À la Clinique médicale de l’Île à Summerside, la Dre Lynn Hennessey constate quotidiennement le coût humain de ces problèmes structurels. « Les patients arrivent frustrés non seulement par les temps d’attente, mais par le sentiment qu’on les laisse dans l’ignorance. Quand nous ne pouvons pas expliquer pourquoi certains services ne sont pas disponibles, cela érode la confiance dans l’ensemble du système. »
Lors de notre conversation dans son bureau entre deux rendez-vous, la Dre Hennessey a pointé du doigt une pile d’aiguillages en attente de soins spécialisés. « Derrière chacun de ces papiers se trouve un Insulaire qui souffre, se demandant pourquoi il ne peut pas accéder à des soins en temps opportun. Si ces rapports contiennent des solutions, tout le monde mérite de les voir. »

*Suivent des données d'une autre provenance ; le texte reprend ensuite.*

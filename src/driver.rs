//! Async pump that owns a queue and drives its timers.
//!
//! The queue core is synchronous; this module gives a peer session the usual
//! task-plus-handle shape: commands go in over an unbounded channel, the loop
//! applies them run-to-completion, and between commands it sleeps until the
//! next callout deadline and routes fired timer tokens back into the queue.
//!
//! The loop is spawned with `spawn_local` and must run inside a
//! [`tokio::task::LocalSet`]: everything stays on one thread, which is the
//! model the queue is built for: no locks, no reentrancy.

use std::cell::RefCell;
use std::rc::Rc;
use std::time::Duration;

use tokio::sync::{mpsc, oneshot};

use crate::buffer::MessageBuf;
use crate::callout::Callout;
use crate::clock::{Clock, MonotonicClock};
use crate::config::QueueConfig;
use crate::hooks::{LogContext, PeerHooks, TxDriver};
use crate::queue::{Discipline, Mq, QueueSnapshot, SwiftEvent};

/// Fallback poll interval when no timer is armed.
const IDLE_TICK: Duration = Duration::from_millis(50);

pub enum QueueCommand {
    Enqueue(MessageBuf),
    BytesWritten(usize),
    Clear,
    Shutdown,
    Snapshot(oneshot::Sender<QueueSnapshot>),
    Close(oneshot::Sender<()>),
}

/// Cheap cloneable handle onto a queue pump.
#[derive(Clone, Debug)]
pub struct QueueHandle {
    tx: mpsc::UnboundedSender<QueueCommand>,
}

impl QueueHandle {
    pub fn enqueue(&self, m: MessageBuf) {
        let _ = self.tx.send(QueueCommand::Enqueue(m));
    }

    /// Report bytes the TX driver consumed from the transmit side.
    pub fn bytes_written(&self, n: usize) {
        let _ = self.tx.send(QueueCommand::BytesWritten(n));
    }

    pub fn clear(&self) {
        let _ = self.tx.send(QueueCommand::Clear);
    }

    pub fn shutdown(&self) {
        let _ = self.tx.send(QueueCommand::Shutdown);
    }

    pub async fn snapshot(&self) -> Option<QueueSnapshot> {
        let (tx, rx) = oneshot::channel();
        if self.tx.send(QueueCommand::Snapshot(tx)).is_ok() {
            rx.await.ok()
        } else {
            None
        }
    }

    /// Stop the pump, dropping the queue and whatever it still holds.
    pub async fn close(&self) {
        let (tx, rx) = oneshot::channel();
        let _ = self.tx.send(QueueCommand::Close(tx));
        let _ = rx.await;
    }
}

/// Spawn the pump for one peer's queue. Must be called from within a
/// `LocalSet`.
pub fn start_tx_loop<H, T>(
    label: LogContext,
    discipline: Discipline,
    cfg: QueueConfig,
    tx_driver: T,
    hooks: H,
) -> QueueHandle
where
    H: PeerHooks + 'static,
    T: TxDriver + 'static,
{
    let (tx, mut rx) = mpsc::unbounded_channel::<QueueCommand>();
    let handle = QueueHandle { tx };

    tokio::task::spawn_local(async move {
        let clock = Rc::new(MonotonicClock::new());
        let callout = Rc::new(RefCell::new(Callout::<SwiftEvent>::new(
            clock.clone() as Rc<dyn Clock>
        )));
        let mut q = match Mq::new(label, discipline, cfg, callout.clone(), tx_driver, hooks) {
            Ok(q) => q,
            Err(e) => {
                log::error!("refusing to start tx queue loop: {e}");
                return;
            }
        };

        loop {
            let sleep_for = callout
                .borrow()
                .next_deadline_ms()
                .map(|deadline| Duration::from_millis(deadline.saturating_sub(clock.now_ms())))
                .unwrap_or(IDLE_TICK);

            let cmd = tokio::select! {
                maybe = rx.recv() => match maybe {
                    Some(cmd) => Some(cmd),
                    None => break, // every handle dropped
                },
                _ = tokio::time::sleep(sleep_for) => None,
            };

            let due = callout.borrow_mut().expire_due();
            for ev in due {
                q.on_timer(ev);
            }

            match cmd {
                Some(QueueCommand::Enqueue(m)) => q.enqueue(m),
                Some(QueueCommand::BytesWritten(n)) => q.notify_bytes_written(n),
                Some(QueueCommand::Clear) => q.clear(),
                Some(QueueCommand::Shutdown) => q.shutdown(),
                Some(QueueCommand::Snapshot(resp)) => {
                    let _ = resp.send(q.snapshot());
                }
                Some(QueueCommand::Close(done)) => {
                    let _ = done.send(());
                    break;
                }
                None => {}
            }
        }
        log::debug!("tx queue loop terminated");
    });

    handle
}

Le Parti Vert a officiellement demandé au Comité permanent de la santé et du développement social d’enquêter sur cette affaire. MacFarlane a également appelé à la publication immédiate de tous les rapports de soins de santé financés par les fonds publics, avec des caviardages appropriés pour les informations véritablement sensibles.
Alors que la controverse se déroule, une chose reste claire : dans une province où les soins de santé sont systématiquement classés comme la préoccupation principale des électeurs, les questions de transparence et de responsabilité ne disparaîtront pas de sitôt. Pour les Insulaires qui luttent pour naviguer dans un système surchargé, l’information n’est pas seulement un pouvoir – c’est une tranquillité d’esprit.